• _TO DO_
Wherever a line in the data below holds "oneshot", copy that line.

Data entries:
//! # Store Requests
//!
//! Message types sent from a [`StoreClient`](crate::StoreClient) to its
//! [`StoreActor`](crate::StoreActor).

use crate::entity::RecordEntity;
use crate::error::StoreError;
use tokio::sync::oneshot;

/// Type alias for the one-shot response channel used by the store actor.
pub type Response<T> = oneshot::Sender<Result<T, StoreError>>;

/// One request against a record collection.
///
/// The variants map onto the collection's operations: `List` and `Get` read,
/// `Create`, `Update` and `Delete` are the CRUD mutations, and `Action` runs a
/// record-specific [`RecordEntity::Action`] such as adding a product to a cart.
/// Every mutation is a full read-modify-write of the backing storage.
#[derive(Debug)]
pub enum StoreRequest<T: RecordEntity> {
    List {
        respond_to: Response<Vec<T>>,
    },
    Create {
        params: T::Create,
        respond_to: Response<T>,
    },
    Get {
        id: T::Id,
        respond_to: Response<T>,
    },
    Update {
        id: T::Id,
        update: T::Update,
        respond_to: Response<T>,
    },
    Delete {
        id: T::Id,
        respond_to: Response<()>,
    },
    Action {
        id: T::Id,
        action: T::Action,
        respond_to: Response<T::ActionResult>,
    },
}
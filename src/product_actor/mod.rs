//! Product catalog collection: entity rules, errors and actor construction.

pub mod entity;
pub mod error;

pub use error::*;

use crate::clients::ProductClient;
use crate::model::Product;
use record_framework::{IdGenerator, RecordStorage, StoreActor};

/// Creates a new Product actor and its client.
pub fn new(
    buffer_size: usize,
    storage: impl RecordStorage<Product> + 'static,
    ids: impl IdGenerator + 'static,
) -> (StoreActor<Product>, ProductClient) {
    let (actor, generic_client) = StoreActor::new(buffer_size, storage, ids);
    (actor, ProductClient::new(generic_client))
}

• _ANSWER BELOW_
use tokio::sync::oneshot;
pub type Response<T> = oneshot::Sender<Result<T, StoreError>>;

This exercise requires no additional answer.